Indeed, 13 of the top 20 properties — which were ranked by gross revenue, using income and expense data compiled by analytics firm Genesis Computer Consultants — saw revenue increases of less than 10 percent in 2013 compared with 2012. That’s far less than the 35 percent spike in sales pricing between 2012 and 2103, and the 24 percent rise from 2013 to midway through 2014.

The top grossing property, the Empire State Building, is owned by the Empire State Realty Trust, led by CEO Anthony Malkin. It saw its revenue grow by just 8.4 percent to $188 million last year. The second highest was Mitsui Fudosan America’s 1251 Sixth Avenue, which recorded an increase of 3.4 percent, to $179 million.

Rounding out the top five were 245 Park Avenue with revenue of $151 million, which is owned by Brookfield Property Partners where Ric Clark is CEO; Google’s 111 Eighth Avenue, with $143 million; and Stahl Real Estate’s 277 Park Avenue, with $136 million, the Genesis data show.

Granted, the data does not provide an exhaustive survey of the city’s biggest properties. Instead, it offers a snapshot. The Real Deal‘s ranking is based on information provided by landlords who filed an appeal of their property taxes, a process that requires the filing of income and expense records for assets where they plan an appeal. Typically, landlords don’t file income and expense documents for each property every year, but tend to file two or three years out of four, based on an anecdotal review of top buildings by TRD. Genesis reviewed over 20,000 records from 2013 which it obtained by Freedom of Information Law requests, to update their database.

For example, several large properties are not represented on this list (but have appeared in the past several years) such as Tishman Speyer’s Rockefeller Center towers, Boston Properties’ General Motors Building or the Rockefeller Group’s 1271 Sixth Avenue, each of which would be in the top 20 had the landlords filed appeals.

Some of the buildings on the list did see large increases, often timed with new or renewal leases. The largest in both dollar and percent was at 450 Lexington Avenue, where revenue grew by $25 million, or 47 percent from the prior year. While the current owner RXR Realty did not immediately comment, in 2012 the prior owner Istithmar World, settled a $63 million rent dispute with the building’s largest tenant, the law firm Davis, Polk & Wardwell.

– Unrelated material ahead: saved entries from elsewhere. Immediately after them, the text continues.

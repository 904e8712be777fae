use serde::Deserialize;
use std::ops::{Deref, DerefMut};
use std::path::PathBuf;
use std::sync::Arc;

use crate::constants::{DEFAULT_LOG_NAME, DEFAULT_MAX_LOG_FILES};

/// Top-level configuration of a rulekit host.
#[derive(Default, Debug, Clone, Deserialize)]
#[serde(default)]
pub struct RulekitConfigInner {
    pub codec: CodecConfig,
    pub logging: LoggingConfig,
}

/// Thin Arc-wrapped config for inexpensive cloning into subsystems.
#[derive(Default, Debug, Clone, Deserialize)]
pub struct RulekitConfig {
    #[serde(flatten, default)]
    inner: Arc<RulekitConfigInner>,
}

impl Deref for RulekitConfig {
    type Target = RulekitConfigInner;

    fn deref(&self) -> &Self::Target {
        &self.inner
    }
}

impl DerefMut for RulekitConfig {
    fn deref_mut(&mut self) -> &mut RulekitConfigInner {
        Arc::make_mut(&mut self.inner)
    }
}

/// Rule serializer settings.
#[derive(Default, Debug, Clone, PartialEq, Eq, Deserialize)]
#[serde(default)]
pub struct CodecConfig {
    /// Indented, multi-line output.
    pub pretty: bool,
    /// `module:<crate>` or `type:<tag>` entries known to every call.
    pub default_sources: Vec<String>,
}

/// Logging subsystem settings.
#[derive(Debug, Clone, PartialEq, Eq, Deserialize)]
#[serde(default)]
pub struct LoggingConfig {
    /// Identifies the process in logs and prefixes rolling file names.
    pub name: String,
    pub console: bool,
    pub level: LogLevel,
    /// Explicit filter directives, e.g. `rulekit_codec=trace,info`.
    pub filter: Option<String>,
    pub file: Option<FileLogConfig>,
}

/// Rolling file output.
#[derive(Debug, Clone, PartialEq, Eq, Deserialize)]
#[serde(default)]
pub struct FileLogConfig {
    pub directory: PathBuf,
    pub rotation: LogRotation,
    pub max_files: usize,
    pub json: bool,
}

#[derive(Default, Debug, Clone, Copy, PartialEq, Eq, Deserialize)]
#[serde(rename_all = "lowercase")]
pub enum LogLevel {
    Off,
    Error,
    Warn,
    #[default]
    Info,
    Debug,
    Trace,
}

#[derive(Default, Debug, Clone, Copy, PartialEq, Eq, Deserialize)]
#[serde(rename_all = "lowercase")]
pub enum LogRotation {
    Minutely,
    Hourly,
    #[default]
    Daily,
    Never,
}

// --- Default ---

impl Default for LoggingConfig {
    fn default() -> Self {
        Self {
            name: DEFAULT_LOG_NAME.to_owned(),
            console: true,
            level: LogLevel::default(),
            filter: None,
            file: None,
        }
    }
}

impl Default for FileLogConfig {
    fn default() -> Self {
        Self {
            directory: PathBuf::from("logs"),
            rotation: LogRotation::default(),
            max_files: DEFAULT_MAX_LOG_FILES,
            json: false,
        }
    }
}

The second-largest dollar jump was at Boston Properties’ 601 Lexington Avenue, where Citibank renewed its lease in 2012 with nearly 500,000 square feet.

Another large increase was at Silverstein Properties’ 7 World Trade Center, which generated a 23 percent increase in revenue in 2013. That growth is a reflection of two large new leases that began part way through 2012. Law firm WilmerHale took 210,000 square feet at the building and investment data firm MSCI grabbed 125,000 square feet.